Problems can of course arise in a single pregnancy, but in a multiple pregnancy the risks increase both for you and for your babies.

The risks to you:

  • all the general problems of being pregnant, such as morning sickness, varicose veins, constipation and backache are increased;
  • because of the increased iron demands, you are at greater risk of becoming anaemic;
  • the risk of both early and late miscarriage is significantly higher;
  • medical complications such as increased blood pressure, pregnancy induced hypertension, pre-eclampsia and diabetes are more common;
  • there is an increased likelihood of you being delivered by a planned elective Caesarean Section, as an IVF pregnancy plus a problem (the problem being the twins or triplets) will incline your obstetrician towards an operative delivery;
  • post-partum haemorrhage; the double or triple placentae cover a much larger surface area than the placenta of a single pregnancy. There is therefore a larger potential raw area to bleed from. In addition the overstretched uterus in a multiple pregnancy may not contract efficiently after delivery and this reduced muscle tone can in itself lead to torrential bleeding.

The risks to the babies:

  • premature labour is the major hazard of multiple pregnancy because multiple occupancy means that the uterus reaches full term size much earlier. Premature babies will have low birth weights making them more susceptible to medical problems. Three times as many twins require intensive neonatal care for the first weeks of their lives than do singleton babies. Tragically some of these babies will die.Although the majority of twin and triplet pregnancies eventually have a happy outcome, at the worst, you could go into very premature labour, say at 25 weeks (15 weeks early), and then risk losing them all. The majority of those babies that survive such extreme prematurity have a higher incidence of learning and development difficulties and even conditions such as cerebral palsy.
  • To lose any baby is devastating and heartbreaking. To lose a baby after years of infertility can cause life-long grief. The stillbirth and neonatal death rates (deaths in the first 28 days after birth) for a triplet pregnancy with one or more of the babies dying is 6 times higher than for a pregnancy with a single baby.

If you are fortunate and all goes well, you will eventually take your babies home. With two or three babies to look after you will need help! While it may be charming to see three smiling babies being wheeled through the streets to everybody’s “Ooos” and “Aaahs!” of delight, those babies have meant near exhaustion for the mother and it does not go away for many years. The financial implications of a triplet pregnancy may also cause you a major headache.

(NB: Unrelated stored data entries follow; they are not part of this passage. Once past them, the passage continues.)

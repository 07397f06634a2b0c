use anyhow::Result;
use clap::{Args, CommandFactory, Parser, Subcommand, ValueEnum};
use command::{classify_error, Session};
use config::{Config, Overrides};
use std::io;
use std::path::PathBuf;
use symptom_predictor::ConditionPredictor;
use symptom_protocol::{check_output_schema, serialize_json, serialize_json_pretty};

mod command;
mod config;
mod report;

fn print_stdout(text: &str) -> Result<()> {
    use std::io::Write;

    let mut stdout = io::stdout().lock();
    if let Err(err) = stdout
        .write_all(text.as_bytes())
        .and_then(|_| stdout.write_all(b"\n"))
        .and_then(|_| stdout.flush())
    {
        if err.kind() == io::ErrorKind::BrokenPipe {
            return Ok(());
        }
        return Err(err.into());
    }
    Ok(())
}

#[derive(Parser)]
#[command(name = "symptom-checker")]
#[command(about = "Match reported symptoms against a reference dataset of conditions", long_about = None)]
#[command(version)]
struct Cli {
    #[command(subcommand)]
    command: Commands,

    /// TOML config file (overrides SYMPTOM_CHECKER_CONFIG and ./symptom-checker.toml)
    #[arg(long, global = true)]
    config: Option<PathBuf>,

    /// Reference dataset CSV (overrides SYMPTOM_CHECKER_DATASET)
    #[arg(long, global = true)]
    dataset: Option<PathBuf>,

    /// Predictor model directory (overrides SYMPTOM_CHECKER_MODEL_DIR)
    #[arg(long, global = true)]
    model_dir: Option<PathBuf>,

    /// Enable verbose logging
    #[arg(short, long, global = true)]
    verbose: bool,

    /// Quiet mode: log only warnings/errors
    #[arg(long, global = true)]
    quiet: bool,
}

#[derive(Subcommand)]
enum Commands {
    /// Check symptoms against the reference dataset
    Check(CheckArgs),

    /// List or search the symptom vocabulary
    Symptoms(SymptomsArgs),

    /// Show dataset statistics
    Stats(StatsArgs),

    /// Train the predictor model from the dataset
    Train(TrainArgs),

    /// Predict likely conditions for free text with the trained model
    Predict(PredictArgs),

    /// Print the capabilities document (JSON)
    Capabilities,

    /// Print the JSON Schema of `check --format json` output
    Schema,
}

#[derive(Clone, Copy, Debug, PartialEq, Eq, ValueEnum)]
enum ReportFormat {
    Text,
    Json,
    Markdown,
}

#[derive(Clone, Copy, Debug, PartialEq, Eq, ValueEnum)]
enum DataFormat {
    Text,
    Json,
}

#[derive(Args)]
struct CheckArgs {
    /// Symptoms as free text; commas separate several symptoms
    symptoms: Vec<String>,

    /// A single symptom (repeatable)
    #[arg(long = "symptom", value_name = "SYMPTOM")]
    symptom: Vec<String>,

    /// Add a configured quick-pick symptom by name (repeatable)
    #[arg(long, value_name = "NAME")]
    quick: Vec<String>,

    /// Output format
    #[arg(long, value_enum, default_value_t = ReportFormat::Text)]
    format: ReportFormat,

    /// Append predictions from the trained model
    #[arg(long)]
    predict: bool,
}

#[derive(Args)]
struct SymptomsArgs {
    /// Fuzzy filter over the vocabulary
    #[arg(long)]
    search: Option<String>,

    /// Maximum entries to list (default: display.vocabulary_preview)
    #[arg(long, value_parser = clap::value_parser!(u64).range(1..))]
    limit: Option<u64>,

    /// List the configured quick-pick symptoms instead
    #[arg(long, conflicts_with = "search")]
    quick_picks: bool,
}

#[derive(Args)]
struct StatsArgs {
    /// Number of most common symptoms/conditions (default: display.stats_top)
    #[arg(long, value_parser = clap::value_parser!(u64).range(1..))]
    top: Option<u64>,

    /// Output format
    #[arg(long, value_enum, default_value_t = DataFormat::Text)]
    format: DataFormat,
}

#[derive(Args)]
struct TrainArgs {
    /// Directory to write the model into (default: predictor.model_dir)
    #[arg(long)]
    output_dir: Option<PathBuf>,
}

#[derive(Args)]
struct PredictArgs {
    /// Free-text symptom description
    text: String,

    /// Number of predictions (default: predictor.top_k)
    #[arg(long, value_parser = clap::value_parser!(u64).range(1..))]
    top_k: Option<u64>,

    /// Output format
    #[arg(long, value_enum, default_value_t = DataFormat::Text)]
    format: DataFormat,
}

impl Commands {
    fn json_output(&self) -> bool {
        match self {
            Self::Check(args) => args.format == ReportFormat::Json,
            Self::Stats(args) => args.format == DataFormat::Json,
            Self::Predict(args) => args.format == DataFormat::Json,
            Self::Capabilities | Self::Schema => true,
            Self::Symptoms(_) | Self::Train(_) => false,
        }
    }
}

pub fn main_entry() -> Result<()> {
    let cli = Cli::parse();
    let json_output = cli.command.json_output();

    let mut builder =
        env_logger::Builder::from_env(env_logger::Env::default().default_filter_or("info"));
    if cli.quiet {
        builder.filter_level(log::LevelFilter::Warn);
    } else if cli.verbose {
        builder.filter_level(log::LevelFilter::Debug);
    }
    builder.target(env_logger::Target::Stderr).init();

    let overrides = Overrides {
        config: cli.config,
        dataset: cli.dataset,
        model_dir: cli.model_dir,
    };

    match run(cli.command, &overrides) {
        Ok(()) => Ok(()),
        Err(err) if json_output => {
            log::debug!("{err:?}");
            print_stdout(&serialize_json(&classify_error(&err))?)?;
            std::process::exit(1);
        }
        Err(err) => Err(err),
    }
}

fn run(cmd: Commands, overrides: &Overrides) -> Result<()> {
    let session = || Config::load(overrides).map(Session::new);
    match cmd {
        Commands::Check(args) => run_check(&session()?, args),
        Commands::Symptoms(args) => run_symptoms(&session()?, args),
        Commands::Stats(args) => run_stats(&session()?, args),
        Commands::Train(args) => run_train(&session()?, args),
        Commands::Predict(args) => run_predict(&session()?, args),
        Commands::Capabilities => {
            let capabilities = command::capabilities::detect(&session()?);
            print_stdout(&serialize_json_pretty(&capabilities)?)
        }
        Commands::Schema => print_stdout(&check_output_schema()?),
    }
}

fn run_check(session: &Session, args: CheckArgs) -> Result<()> {
    let display = &session.config.display;
    let symptoms =
        command::check::collect_symptoms(&args.symptoms, &args.symptom, &args.quick, display)?;
    if symptoms.is_empty() {
        Cli::command()
            .error(
                clap::error::ErrorKind::MissingRequiredArgument,
                "no symptoms supplied; pass SYMPTOMS, --symptom or --quick",
            )
            .exit();
    }

    let table = session.load_table()?;
    let mut out = command::check::build_check_output(&table, &symptoms, display);
    if args.predict {
        let predictor = session.predictor(Some(&table));
        out.predictions = Some(command::check::prediction_cards(&predictor, &symptoms));
    }

    let rendered = match args.format {
        ReportFormat::Text => report::render_check_text(&out),
        ReportFormat::Json => serialize_json_pretty(&out)?,
        ReportFormat::Markdown => report::render_check_markdown(&out),
    };
    print_stdout(&rendered)
}

fn run_symptoms(session: &Session, args: SymptomsArgs) -> Result<()> {
    let display = &session.config.display;
    if args.quick_picks {
        return print_stdout(command::symptoms::render_quick_picks(display).trim_end());
    }
    let table = session.load_table()?;
    let limit = args.limit.map(|n| n as usize);
    let text =
        command::symptoms::render_vocabulary(&table, args.search.as_deref(), limit, display);
    print_stdout(text.trim_end())
}

fn run_stats(session: &Session, args: StatsArgs) -> Result<()> {
    let table = session.load_table()?;
    let top = args
        .top
        .map_or(session.config.display.stats_top, |n| n as usize);
    let rendered =
        command::stats::render_stats(&table, top, args.format == DataFormat::Json)?;
    print_stdout(rendered.trim_end())
}

fn run_train(session: &Session, args: TrainArgs) -> Result<()> {
    let table = session.load_table()?;
    let output_dir = args
        .output_dir
        .unwrap_or_else(|| session.config.predictor.model_dir.clone());
    let summary = command::predict::train(&table, &output_dir)?;
    print_stdout(&summary.render())
}

fn run_predict(session: &Session, args: PredictArgs) -> Result<()> {
    let table = match session.load_table() {
        Ok(table) => Some(table),
        Err(err) => {
            log::warn!("{err:#}; skipping the model staleness check");
            None
        }
    };
    let predictor = session.predictor(table.as_ref());
    if !predictor.is_available() {
        log::warn!(
            "No predictor model in {}; run `symptom-checker train` first",
            predictor.model_dir().display()
        );
    }
    let top_k = args
        .top_k
        .map_or(session.config.predictor.top_k, |n| n as usize);
    let out = command::predict::predict(&predictor, &args.text, top_k);
    let rendered = match args.format {
        DataFormat::Text => report::render_predict_text(&out),
        DataFormat::Json => serialize_json_pretty(&out)?,
    };
    print_stdout(rendered.trim_end())
}
use std::collections::HashMap;
use std::fmt;

use serde::Serialize;
use symptom_dataset::Severity;

use crate::matcher::MatchResult;

/// Coarse confidence derived from how many symptoms corroborate a condition.
#[derive(Debug, Clone, Copy, PartialEq, Eq, PartialOrd, Ord, Hash, Serialize)]
pub enum ConfidenceTier {
    Low,
    Medium,
    High,
}

impl ConfidenceTier {
    #[must_use]
    pub const fn from_count(count: usize) -> Self {
        match count {
            0 | 1 => Self::Low,
            2 => Self::Medium,
            _ => Self::High,
        }
    }

    #[must_use]
    pub const fn as_str(self) -> &'static str {
        match self {
            Self::High => "High",
            Self::Medium => "Medium",
            Self::Low => "Low",
        }
    }
}

impl fmt::Display for ConfidenceTier {
    fn fmt(&self, f: &mut fmt::Formatter<'_>) -> fmt::Result {
        f.write_str(self.as_str())
    }
}

/// A condition aggregated over all user symptoms.
#[derive(Debug, Clone, PartialEq, Eq, Serialize)]
pub struct CombinedCondition {
    pub condition: String,
    /// Number of distinct user symptoms that surfaced this condition.
    pub match_count: usize,
    pub severity: Severity,
}

impl CombinedCondition {
    #[must_use]
    pub fn confidence(&self) -> ConfidenceTier {
        ConfidenceTier::from_count(self.match_count)
    }
}

/// Aggregate per-symptom matches and rank by `(severity weight, match count)`, both
/// descending. Conditions that tie on both keep the order in which they were first seen.
#[must_use]
pub fn combine(matches: &MatchResult) -> Vec<CombinedCondition> {
    let mut slots: HashMap<&str, usize> = HashMap::new();
    let mut combined: Vec<CombinedCondition> = Vec::new();

    for entry in matches.iter() {
        for hit in &entry.matches {
            match slots.get(hit.condition.as_str()) {
                Some(&slot) => {
                    let existing = &mut combined[slot];
                    existing.match_count += 1;
                    existing.severity = hit.severity;
                }
                None => {
                    slots.insert(hit.condition.as_str(), combined.len());
                    combined.push(CombinedCondition {
                        condition: hit.condition.clone(),
                        match_count: 1,
                        severity: hit.severity,
                    });
                }
            }
        }
    }

    // `sort_by` is stable, so equal keys stay in first-seen order.
    combined.sort_by(|a, b| {
        (b.severity.weight(), b.match_count).cmp(&(a.severity.weight(), a.match_count))
    });
    log::debug!(
        "Ranked {} conditions from {} symptoms",
        combined.len(),
        matches.len()
    );
    combined
}

#[cfg(test)]
mod tests {
    use super::*;
    use crate::matcher::ConditionMatch;
    use pretty_assertions::assert_eq;
    use proptest::prelude::*;

    fn result(entries: &[(&str, &[(&str, Severity)])]) -> MatchResult {
        let mut out = MatchResult::default();
        for (symptom, hits) in entries {
            out.insert(
                *symptom,
                hits.iter()
                    .map(|(c, s)| ConditionMatch::new(*c, *s))
                    .collect(),
            );
        }
        out
    }

    fn summary(ranked: &[CombinedCondition]) -> Vec<(&str, usize, Severity)> {
        ranked
            .iter()
            .map(|c| (c.condition.as_str(), c.match_count, c.severity))
            .collect()
    }

    #[test]
    fn ranks_by_severity_then_count() {
        let matches = result(&[
            (
                "fever",
                &[("Flu", Severity::Medium), ("COVID-19", Severity::High)],
            ),
            ("cough", &[("COVID-19", Severity::High)]),
        ]);
        assert_eq!(
            summary(&combine(&matches)),
            vec![
                ("COVID-19", 2, Severity::High),
                ("Flu", 1, Severity::Medium)
            ]
        );
    }

    #[test]
    fn severity_outranks_count() {
        let matches = result(&[
            ("a", &[("Cold", Severity::Low), ("Stroke", Severity::Critical)]),
            ("b", &[("Cold", Severity::Low)]),
            ("c", &[("Cold", Severity::Low)]),
        ]);
        assert_eq!(
            summary(&combine(&matches)),
            vec![("Stroke", 1, Severity::Critical), ("Cold", 3, Severity::Low)]
        );
    }

    #[test]
    fn ties_keep_first_seen_order() {
        let matches = result(&[
            ("a", &[("Zeta", Severity::Medium), ("Alpha", Severity::Medium)]),
            ("b", &[("Mid", Severity::Medium)]),
        ]);
        let expected = vec![
            ("Zeta", 1, Severity::Medium),
            ("Alpha", 1, Severity::Medium),
            ("Mid", 1, Severity::Medium),
        ];
        for _ in 0..5 {
            assert_eq!(summary(&combine(&matches)), expected);
        }
    }

    #[test]
    fn conflicting_severity_last_write_wins() {
        let matches = result(&[
            ("a", &[("Flu", Severity::Low)]),
            ("b", &[("Flu", Severity::High)]),
        ]);
        assert_eq!(summary(&combine(&matches)), vec![("Flu", 2, Severity::High)]);
    }

    #[test]
    fn empty_input_ranks_nothing() {
        assert!(combine(&MatchResult::default()).is_empty());
        assert!(combine(&result(&[("fever", &[])])).is_empty());
    }

    #[test]
    fn confidence_tiers() {
        assert_eq!(ConfidenceTier::from_count(0), ConfidenceTier::Low);
        assert_eq!(ConfidenceTier::from_count(1), ConfidenceTier::Low);
        assert_eq!(ConfidenceTier::from_count(2), ConfidenceTier::Medium);
        assert_eq!(ConfidenceTier::from_count(3), ConfidenceTier::High);
        assert_eq!(ConfidenceTier::from_count(17), ConfidenceTier::High);
    }

    proptest! {
        #[test]
        fn proptest_ranking_is_sorted_and_counts_add_up(
            lists in prop::collection::vec(
                prop::collection::btree_set(0usize..6, 0..6),
                0..6,
            )
        ) {
            // Severity per condition is fixed so the table invariant holds.
            let mut matches = MatchResult::default();
            let mut total = 0usize;
            for (idx, list) in lists.iter().enumerate() {
                let hits: Vec<ConditionMatch> = list
                    .iter()
                    .map(|c| ConditionMatch::new(format!("c{c}"), Severity::ALL[c % 4]))
                    .collect();
                total += hits.len();
                matches.insert(format!("s{idx}"), hits);
            }

            let ranked = combine(&matches);
            prop_assert_eq!(ranked.iter().map(|c| c.match_count).sum::<usize>(), total);
            for pair in ranked.windows(2) {
                let a = (pair[0].severity.weight(), pair[0].match_count);
                let b = (pair[1].severity.weight(), pair[1].match_count);
                prop_assert!(a >= b);
            }
        }
    }
}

The aim of fertility treatment must be a singleton pregnancy and the birth of a healthy single child.

Why do fertility treatments result in multiple pregnancies?

The normal incidence of twins is 1 in 80 pregnancies and of triplets 1 in 800.

Not all the multiple pregnancies resulting from fertility treatments are due to IVF and ICSI. Ovulation induction with fertility drugs such as clomifene has a twin pregnancy rate of 1 in 16 and a triplet rate of 1 in 100. When gonadotrophin drugs are to stimulate ovulation the twin rate is 1 in 4 and the triplet rate 1 in 20. Accurate scanning and assessment is important if more than one mature egg follicle is developing (see Ovulation Induction & Intrauterine Insemination information).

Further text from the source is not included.